Secret of Successful English Writing - Write as You Speak!

Secret of Successful English Writing - Write as You Speak!

English writing is not a big issue if most writing you have to do is work-related. Sending e-mails describing various issues and communicating with your colleagues and superiors is pretty straightforward and you don’t have to be creative to pull it off.

When it comes to writing something more specific – like doing college tests, writing letters or even a short story, things can get on top of you and you can suddenly start feeling as if you’re required to write in a certain way, but you just can’t delivered that writing style!

The key to successful English writing is as simple as it might sound a bit confusing to some – you have to speak first, and then write!

To write successfully in English you need to have a clearly formed thought in your head, and it’s not a surprise anymore that so far you haven’t been able to write good enough. When we think, we don’t have clearly formulated sentences floating in our minds. All we have is abstract concepts, flash-like notions and work-chunks. There’s not much to write if want to duplicate your mind’s content on paper!

You need to create meaningful English content even before you start writing something, and that simply means to speak first, and then put it down on paper. It may sound childish at first, but remember that your aim is to be effective and if you can achieve 100% improvement of your English writing skills, should you really care about how it’s achieved?
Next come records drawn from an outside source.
#[cfg(test)]
mod tests {
    use super::*;
    use crate::layer::Visibility;
    use crate::palette::Palette;
    use ndarray::{Array2, Array3};

    fn viewer() -> LayeredImageViewer {
        LayeredImageViewer::new(&ViewerSettings::default())
    }

    fn gray(rows: usize, cols: usize, v: u8) -> Image {
        Image::flat(Array2::<u8>::from_elem((rows, cols), v), None).unwrap()
    }

    #[test]
    fn views_follow_the_layer_stack() {
        let layered = LayeredImage::from_image(gray(4, 4, 10), "image").unwrap();
        let viewer = viewer();
        viewer.set_data(Some(layered.clone()));
        assert_eq!(viewer.layer_views().len(), 1);

        let mask = layered
            .add_layer_from_image(gray(4, 4, 0), "mask", Visibility::default())
            .unwrap();
        let names: Vec<String> = viewer.layer_views().iter().map(|v| v.name().to_owned()).collect();
        assert_eq!(names, vec!["image", "mask"]);
        assert!(ImageLayer::ptr_eq(&viewer.active_layer().unwrap(), &mask));

        layered.remove_layer(&mask).unwrap();
        assert_eq!(viewer.layer_views().len(), 1);
        assert_eq!(viewer.active_layer().unwrap().name(), "image");
    }

    #[test]
    fn switching_data_detaches_old_views() {
        let first = LayeredImage::from_image(gray(2, 2, 1), "image").unwrap();
        let second = LayeredImage::from_image(gray(3, 3, 2), "image").unwrap();
        let viewer = viewer();
        viewer.set_data(Some(first.clone()));
        let old_view = viewer.layer_views()[0].clone();
        viewer.set_data(Some(second));
        assert!(old_view.is_detached());
        assert_eq!(first.layer_added().subscriber_count(), 0);
        assert_eq!(first.base_layer().unwrap().image_updated().subscriber_count(), 0);
        assert_eq!(viewer.footprint(), Some((3, 3)));
    }

    #[test]
    fn active_layer_switch_moves_the_title_subscription() {
        let layered = LayeredImage::from_image(gray(2, 2, 0), "image").unwrap();
        let mask = layered
            .add_layer_from_image(gray(2, 2, 0), "mask", Visibility::default())
            .unwrap();
        let base = layered.base_layer().unwrap();
        let viewer = viewer();
        viewer.set_data(Some(layered));
        assert_eq!(mask.image_updated().subscriber_count(), 2);

        viewer.set_active_layer(&base).unwrap();
        assert_eq!(mask.image_updated().subscriber_count(), 1);
        assert_eq!(base.image_updated().subscriber_count(), 2);

        let titles = Rc::new(RefCell::new(Vec::new()));
        let t = Rc::clone(&titles);
        let _sub = viewer.data_name_changed().connect(move |n| t.borrow_mut().push(n.clone()));
        base.set_image(Some(gray(2, 2, 5).with_path("/p/eye.png")));
        mask.set_image(Some(gray(2, 2, 5).with_path("/p/ignored.png")));
        assert_eq!(*titles.borrow(), vec![Some("eye.png".to_string())]);
    }

    #[test]
    fn render_skips_hidden_and_empty_layers() {
        let layered = LayeredImage::from_image(gray(2, 2, 100), "image").unwrap();
        let mask = Image::flat(
            Array2::<u8>::ones((2, 2)),
            Some(Palette::dense(vec![[0, 0, 0, 0], [255, 0, 0, 255]]).shared()),
        )
        .unwrap();
        layered.add_layer_from_image(mask, "mask", Visibility::default()).unwrap();
        layered
            .add_layer(ImageLayer::new(None, "empty", Visibility::default()))
            .unwrap();
        let viewer = viewer();
        viewer.set_data(Some(layered));

        let out = viewer.render().unwrap().unwrap();
        assert_eq!(out.get_pixel(0, 0).0, [255, 0, 0, 255]);

        viewer.layer_view_by_name("mask").unwrap().set_visible(false);
        let out = viewer.render().unwrap().unwrap();
        assert_eq!(out.get_pixel(0, 0).0, [100, 100, 100, 255]);
    }

    #[test]
    fn repaint_is_requested_on_pixel_change() {
        let image = gray(2, 2, 0);
        let layered = LayeredImage::from_image(image.clone(), "image").unwrap();
        let viewer = viewer();
        viewer.set_data(Some(layered));
        viewer.take_repaint_request();
        image.set_pixels(Array2::<u8>::ones((2, 2))).unwrap();
        assert!(viewer.take_repaint_request());
        assert!(!viewer.take_repaint_request());
    }

    #[test]
    fn slices_walk_within_range() {
        let volume = Image::volume(Array3::<u8>::zeros((3, 2, 2)), None, None).unwrap();
        let layered = LayeredImage::from_image(volume, "ct").unwrap();
        let viewer = viewer();
        viewer.set_data(Some(layered));
        assert_eq!(viewer.show_prev_slice(), 0);
        assert_eq!(viewer.show_next_slice(), 1);
        assert_eq!(viewer.show_next_slice(), 2);
        assert_eq!(viewer.show_next_slice(), 2);
    }

    #[test]
    fn smooth_zoom_runs_ten_ticks_and_keeps_the_anchor() {
        let viewer = viewer();
        viewer.set_data(Some(LayeredImage::from_image(gray(50, 50, 0), "image").unwrap()));
        let anchor = Point::new(20.2, 30.3);
        let pixel_before = viewer.viewport_pos_to_image_pixel_coords(anchor);
        let finished = Rc::new(Cell::new(None));
        let f = Rc::clone(&finished);
        let _sub = viewer.zoom_finished().connect(move |s| f.set(Some(*s)));

        viewer.wheel_zoom(anchor, 120.0);
        let mut ticks = 0;
        while viewer.tick_zoom() {
            ticks += 1;
        }
        assert_eq!(ticks + 1, 10);
        let expected = 1.025f64.powi(10);
        assert!((viewer.scale() - expected).abs() < 1e-9);
        assert_eq!(finished.get().map(|s| (s - expected).abs() < 1e-9), Some(true));
        assert_eq!(viewer.viewport_pos_to_image_pixel_coords(anchor), pixel_before);
    }

    #[test]
    fn new_gesture_replaces_and_cancel_keeps_scale() {
        let viewer = viewer();
        viewer.wheel_zoom(Point::ZERO, 1.0);
        viewer.tick_zoom();
        viewer.tick_zoom();
        viewer.wheel_zoom(Point::ZERO, -1.0);
        viewer.tick_zoom();
        let scale = viewer.scale();
        assert!((scale - 1.025 * 1.025 * 0.975).abs() < 1e-12);
        viewer.cancel_zoom();
        assert!(!viewer.is_zooming());
        assert!(!viewer.tick_zoom());
        assert_eq!(viewer.scale(), scale);
    }

    #[test]
    fn fit_then_pixel_lookup() {
        let viewer = viewer();
        viewer.set_data(Some(LayeredImage::from_image(gray(10, 20, 0), "image").unwrap()));
        viewer.fit_image_in(Size::new(40.0, 40.0));
        assert!((viewer.scale() - 2.0).abs() < 1e-12);
        assert_eq!(viewer.pixel_at(Point::new(1.0, 11.0)), Some((0, 0)));
        assert_eq!(viewer.pixel_at(Point::new(1.0, 1.0)), None);
    }
}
And here’s another factor why we, foreign English speakers, find it a bit more difficult to write in English. When we think, there’s much of our own language’s content in our minds. Speaking the words out helps us to create meaningful English sentences, simple as that!

When I write articles for my blog, I always speak during the process to help myself write the actual sentences. I’d come back later to correct mistakes, change words and proofread the article; in the first draft I don’t care so much about the article’s technical quality.

So when you create a piece of written English material, your task number one is to verbalize your thoughts into a sentence, and number two – put it down on a paper or a word processing software on a computer.

You don’t need to speak very loud; all you actually need to do is speak quietly at yourself so that you can focus your mind! You probably wouldn’t believe that such a simple technique would result in a radical English writing improvement; nonetheless, it works very well for those who’ve always perceived writing to be something special.

The reality is that you have to perceive English writing as a tangible form of spoken language and all of a sudden it will become much easier to produce a nice, easy-to-read piece of English text!

Guest post from English learning enthusiast Robby Kukurs. Robby writes about improving spoken English on his blog He also regularly posts videos about improving English fluency on his YouTube channel.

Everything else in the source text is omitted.